Cocoaleaves- I am scared of exactly what you have mentioned. Although I don't fully believe he is controlling , he does like things the way they are and the way he likes them. He's had such a comfortable routine with me and my daughter and all that's about to change. I don't think he likes being out of control , as I've said before I think he thinks he's superman. And he has pretty much been superman since he's entered mine and my daughters lives. Since meeting him I passed my driving test , I got my job , I now have a nice house with carpet (which I didn't have before) he has done so much for us and he does love my daughter like his own. He said to me earlier that he loves her more than her own dad does. Her dad sees her once every two weeks - if that. I'm very scared of our relationship breaking down either way because I know up until now it was perfect.

Mrspandabear - I really do love the idea of a sibling for my daughter , she'd be an amazing big sister. She's always playing with her toy babies and she's such a caring and sweet little girl. Back when I had my morning sickness , which seems to have passed pretty quick this time , she was crying because she could hear me being sick and was worried. It really was the sweetest thing she's a little darling.

Thank you guinessgirl 💗

OP posts:
ohforfoxsake · 20/06/2017 14:08

It strikes me that you don't see yourself as a family. There's you and your DD, there's him. You say about him moving in with you and two children. But one of those will be his child. And you are a family already are you not? That's why he helps you...?

DaisysMummy17 · 20/06/2017 14:17

Ohforfoxsake- that is actually a worry that my partner expressed to me before , he said that he worries I might leave in the future because I would want another baby.

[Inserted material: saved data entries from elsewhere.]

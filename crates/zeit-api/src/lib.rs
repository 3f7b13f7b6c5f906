//! JSON-over-HTTP API for the Zeitgeist event log.
//!
//! Exposes an axum [`Router`] backed by any [`zeit_core::store::EventLog`],
//! plus optional routers for the blacklist and data-source extensions.
//! Auth and transport concerns are the caller's responsibility.
//!
//! # Mounting
//!
//! ```rust,ignore
//! .nest("/api", zeit_api::api_router(store.clone(), Some(blacklist), None))
//! ```

pub mod blacklist;
pub mod datasources;
pub mod error;
pub mod events;
pub mod monitors;
pub mod storages;

use std::sync::Arc;

use axum::{
  Router,
  routing::{delete, get, post, put},
};
use zeit_core::{blacklist::Blacklist, datasource::DataSourceRegistry, store::EventLog};

pub use error::ApiError;

/// Build a fully-materialised API router for `store`. The blacklist and
/// data-source routes are mounted only when their extension is given.
pub fn api_router<S>(
  store: Arc<S>,
  blacklist: Option<Arc<Blacklist>>,
  data_sources: Option<Arc<DataSourceRegistry>>,
) -> Router<()>
where
  S: EventLog + 'static,
{
  let router = Router::new()
    // Events
    .route("/events", post(events::insert::<S>))
    .route("/events/get", post(events::get::<S>))
    .route("/events/delete", post(events::delete::<S>))
    .route("/events/find-ids", post(events::find_ids::<S>))
    .route("/events/find", post(events::find::<S>))
    .route("/related-uris", post(events::related_uris::<S>))
    .route("/log", delete(events::delete_log::<S>))
    // Monitors
    .route("/monitors", post(monitors::install::<S>))
    .route("/monitors/{id}", delete(monitors::remove::<S>))
    // Storage media
    .route("/storages", get(storages::list::<S>))
    .route(
      "/storages/{medium}",
      put(storages::available::<S>).delete(storages::unavailable::<S>),
    )
    .with_state(store);

  let router = match blacklist {
    Some(blacklist) => router.merge(blacklist_router(blacklist)),
    None => router,
  };
  match data_sources {
    Some(registry) => router.merge(data_source_router(registry)),
    None => router,
  }
}

/// Routes for listing, adding and removing blacklist templates.
pub fn blacklist_router(blacklist: Arc<Blacklist>) -> Router<()> {
  Router::new()
    .route("/blacklist", get(blacklist::list))
    .route("/blacklist/{id}", put(blacklist::add).delete(blacklist::remove))
    .with_state(blacklist)
}

/// Routes for registering data sources and toggling them.
pub fn data_source_router(registry: Arc<DataSourceRegistry>) -> Router<()> {
  Router::new()
    .route("/data-sources", get(datasources::list))
    .route("/data-sources/{id}", get(datasources::get).put(datasources::register))
    .route("/data-sources/{id}/enabled", put(datasources::set_enabled))
    .with_state(registry)
}

// ─── Integration tests ───────────────────────────────────────────────────────

#[cfg(test)]
mod tests {
  use axum::{
    body::{Body, to_bytes},
    http::{Request, StatusCode, header},
    response::Response,
  };
  use serde_json::{Value, json};
  use tokio_stream::StreamExt as _;
  use tower::ServiceExt as _;
  use zeit_core::extension::ExtensionChain;
  use zeit_store_sqlite::{SqliteStore, StoreOptions};

  use super::*;

  async fn app() -> Router {
    let blacklist = Arc::new(Blacklist::new(Arc::default()));
    let registry = Arc::new(DataSourceRegistry::new());
    let options = StoreOptions {
      extensions: ExtensionChain::new().with(blacklist.clone()).with(registry.clone()),
      ..Default::default()
    };
    let store = SqliteStore::open_in_memory(options).await.unwrap();
    api_router(Arc::new(store), Some(blacklist), Some(registry))
  }

  async fn send(app: &Router, method: &str, uri: &str, body: Option<Value>) -> Response {
    let builder = Request::builder().method(method).uri(uri);
    let req = match body {
      Some(body) => builder
        .header(header::CONTENT_TYPE, "application/json")
        .body(Body::from(body.to_string())),
      None => builder.body(Body::empty()),
    }
    .unwrap();
    app.clone().oneshot(req).await.unwrap()
  }

  async fn json_body(resp: Response) -> Value {
    let bytes = to_bytes(resp.into_body(), usize::MAX).await.unwrap();
    serde_json::from_slice(&bytes).unwrap()
  }

  fn event(timestamp: i64, actor: &str, uri: &str) -> Value {
    json!({
      "timestamp": timestamp,
      "interpretation": "acc",
      "manifestation": "ua",
      "actor": actor,
      "subjects": [{ "uri": uri }],
    })
  }

  #[tokio::test]
  async fn insert_then_get() {
    let app = app().await;
    let resp = send(&app, "POST", "/events", Some(json!({ "events": [event(100, "app://a", "file:///x")] })))
      .await;
    assert_eq!(resp.status(), StatusCode::OK);
    assert_eq!(json_body(resp).await, json!([1]));

    let resp = send(&app, "POST", "/events/get", Some(json!({ "ids": [1, 9] }))).await;
    let events = json_body(resp).await;
    assert_eq!(events[0]["id"], 1);
    assert_eq!(events[0]["subjects"][0]["current_uri"], "file:///x");
    assert!(events[1].is_null());
  }

  #[tokio::test]
  async fn find_with_templates_and_order_codes() {
    let app = app().await;
    let events = json!({ "events": [
      event(1, "app://a", "x"),
      event(2, "app://b", "y"),
      event(3, "app://a", "z"),
    ]});
    send(&app, "POST", "/events", Some(events)).await;

    let query = json!({ "templates": [{ "actor": "app://a" }], "order": 1 });
    let resp = send(&app, "POST", "/events/find-ids", Some(query)).await;
    assert_eq!(json_body(resp).await, json!([1, 3]));

    let query = json!({ "templates": [{ "actor": "!app://a" }], "sender": "test" });
    let found = json_body(send(&app, "POST", "/events/find", Some(query)).await).await;
    assert_eq!(found.as_array().unwrap().len(), 1);
    assert_eq!(found[0]["actor"], "app://b");
  }

  #[tokio::test]
  async fn unsupported_operator_is_a_bad_request() {
    let app = app().await;
    let query = json!({ "templates": [{ "id": "!1" }] });
    let resp = send(&app, "POST", "/events/find-ids", Some(query)).await;
    assert_eq!(resp.status(), StatusCode::BAD_REQUEST);
    assert!(json_body(resp).await["error"].as_str().unwrap().contains("negation"));
  }

  #[tokio::test]
  async fn unknown_order_code_is_rejected() {
    let app = app().await;
    let resp = send(&app, "POST", "/events/find-ids", Some(json!({ "order": 99 }))).await;
    assert!(resp.status().is_client_error());
  }

  #[tokio::test]
  async fn delete_reports_the_time_span() {
    let app = app().await;
    let events = json!({ "events": [event(10, "app://a", "x"), event(20, "app://a", "y")] });
    send(&app, "POST", "/events", Some(events)).await;

    let resp = send(&app, "POST", "/events/delete", Some(json!({ "ids": [1, 2] }))).await;
    assert_eq!(json_body(resp).await, json!({ "start": 10, "end": 20 }));

    let resp = send(&app, "POST", "/events/delete", Some(json!({ "ids": [1] }))).await;
    assert!(json_body(resp).await.is_null());
  }

  #[tokio::test]
  async fn related_uris_over_http() {
    let app = app().await;
    let events = json!({ "events": [
      event(1, "app://a", "before"),
      event(2, "app://seed", "seed"),
      event(3, "app://a", "after"),
    ]});
    send(&app, "POST", "/events", Some(events)).await;

    let query = json!({
      "event_templates": [{ "actor": "app://seed" }],
      "num_results": 5,
      "result_type": 1,
    });
    let resp = send(&app, "POST", "/related-uris", Some(query)).await;
    assert_eq!(json_body(resp).await, json!(["after", "before"]));
  }

  #[tokio::test]
  async fn storage_registry_round() {
    let app = app().await;
    let resp = send(&app, "PUT", "/storages/usb", Some(json!({ "display_name": "Stick" }))).await;
    assert_eq!(resp.status(), StatusCode::NO_CONTENT);
    let resp = send(&app, "DELETE", "/storages/usb", None).await;
    assert_eq!(resp.status(), StatusCode::NO_CONTENT);

    let media = json_body(send(&app, "GET", "/storages", None).await).await;
    assert_eq!(media[0]["value"], "usb");
    assert_eq!(media[0]["available"], false);
    assert_eq!(media[0]["display_name"], "Stick");
  }

  #[tokio::test]
  async fn blacklist_vetoes_inserts() {
    let app = app().await;
    let resp = send(&app, "PUT", "/blacklist/no-b", Some(json!({ "actor": "app://b" }))).await;
    assert_eq!(resp.status(), StatusCode::NO_CONTENT);

    let listed = json_body(send(&app, "GET", "/blacklist", None).await).await;
    assert_eq!(listed["no-b"]["actor"], "app://b");

    let events = json!({ "events": [event(1, "app://a", "x"), event(2, "app://b", "y")] });
    let ids = json_body(send(&app, "POST", "/events", Some(events)).await).await;
    assert_eq!(ids, json!([1, 0]));

    let resp = send(&app, "DELETE", "/blacklist/no-b", None).await;
    assert_eq!(json_body(resp).await["actor"], "app://b");
    let resp = send(&app, "DELETE", "/blacklist/no-b", None).await;
    assert_eq!(resp.status(), StatusCode::NOT_FOUND);
  }

  /// Split a server-sent event payload into `(event, data)` pairs.
  fn sse_events(text: &str) -> Vec<(String, Value)> {
    text
      .split("\n\n")
      .filter_map(|block| {
        let mut name = None;
        let mut data = None;
        for line in block.lines() {
          if let Some(v) = line.strip_prefix("event: ") {
            name = Some(v.to_string());
          } else if let Some(v) = line.strip_prefix("data: ") {
            data = Some(serde_json::from_str(v).unwrap());
          }
        }
        Some((name?, data?))
      })
      .collect()
  }

  #[tokio::test]
  async fn monitor_streams_matching_events_until_removed() {
    let app = app().await;
    let resp = send(&app, "POST", "/monitors", Some(json!({ "templates": [{ "actor": "app://a" }] })))
      .await;
    assert_eq!(resp.status(), StatusCode::OK);
    assert_eq!(resp.headers()[header::CONTENT_TYPE], "text/event-stream");

    let mut body = resp.into_body().into_data_stream();
    let first = body.next().await.unwrap().unwrap();
    let installed = sse_events(std::str::from_utf8(&first).unwrap());
    assert_eq!(installed[0].0, "installed");
    let id = installed[0].1["id"].as_u64().unwrap();

    let events = json!({ "events": [event(1, "app://a", "x"), event(2, "app://b", "y")] });
    send(&app, "POST", "/events", Some(events)).await;
    send(&app, "POST", "/events/delete", Some(json!({ "ids": [2] }))).await;

    let resp = send(&app, "DELETE", &format!("/monitors/{id}"), None).await;
    assert_eq!(resp.status(), StatusCode::NO_CONTENT);

    let mut rest = String::new();
    while let Some(chunk) = body.next().await {
      rest.push_str(std::str::from_utf8(&chunk.unwrap()).unwrap());
    }
    let notifications = sse_events(&rest);
    assert_eq!(notifications.len(), 2);
    assert_eq!(notifications[0].0, "insert");
    assert_eq!(notifications[0].1["events"].as_array().unwrap().len(), 1);
    assert_eq!(notifications[0].1["events"][0]["actor"], "app://a");
    assert_eq!(notifications[1].0, "delete");
    assert_eq!(notifications[1].1["ids"], json!([2]));

    let resp = send(&app, "DELETE", &format!("/monitors/{id}"), None).await;
    assert_eq!(resp.status(), StatusCode::NOT_FOUND);
  }

  #[tokio::test]
  async fn monitor_with_bad_template_is_refused() {
    let app = app().await;
    let resp = send(&app, "POST", "/monitors", Some(json!({ "templates": [{ "id": "!1" }] }))).await;
    assert_eq!(resp.status(), StatusCode::BAD_REQUEST);
  }

  #[tokio::test]
  async fn disabled_data_source_is_vetoed() {
    let app = app().await;
    let registration = json!({ "name": "Editor", "sender": "editor" });
    let resp = send(&app, "PUT", "/data-sources/org.example.editor", Some(registration)).await;
    assert_eq!(json_body(resp).await, json!({ "enabled": true }));

    let resp = send(&app, "PUT", "/data-sources/org.example.editor/enabled", Some(json!({ "enabled": false })))
      .await;
    assert_eq!(resp.status(), StatusCode::NO_CONTENT);

    let source = json_body(send(&app, "GET", "/data-sources/org.example.editor", None).await).await;
    assert_eq!(source["enabled"], false);
    assert_eq!(source["running"], true);

    let insert = json!({ "events": [event(1, "app://a", "x")], "sender": "editor" });
    assert_eq!(json_body(send(&app, "POST", "/events", Some(insert)).await).await, json!([0]));

    let listed = json_body(send(&app, "GET", "/data-sources", None).await).await;
    assert_eq!(listed.as_array().unwrap().len(), 1);
    let resp = send(&app, "PUT", "/data-sources/nope/enabled", Some(json!({ "enabled": true }))).await;
    assert_eq!(resp.status(), StatusCode::NOT_FOUND);
  }

  #[tokio::test]
  async fn delete_log_empties_the_store() {
    let app = app().await;
    let events = json!({ "events": [event(1, "app://a", "x"), event(2, "app://a", "y")] });
    send(&app, "POST", "/events", Some(events)).await;

    let resp = send(&app, "DELETE", "/log", None).await;
    assert_eq!(resp.status(), StatusCode::NO_CONTENT);

    let ids = json_body(send(&app, "POST", "/events/find-ids", Some(json!({}))).await).await;
    assert_eq!(ids, json!([]));
    let events = json!({ "events": [event(3, "app://a", "z")] });
    assert_eq!(json_body(send(&app, "POST", "/events", Some(events)).await).await, json!([1]));
  }
}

As sittingaround said , whatever I do I would have to believe it to be the best and not dwell on it. I would want to make things work with my partner of course I would but i as I told him earlier , there would be no timescale on my grief and I can't be expected to get over it in a short period of time. If I terminated I don't know how I'd feel about a possible future pregnancy with someone else. I wouldn't know until it's happened. I have read some women go on to be desperate for another baby, wanting to replace what they have lost in a sense. I just don't know.

Miemoosmummy - I'm very scared of the effects a termination would have on my mental health and would definitely seek counselling and any help I could. The counsellor I last spoke to said I have to be at least 75% sure of my decision either way (because Ill never be 100%) but I'm still not there yet.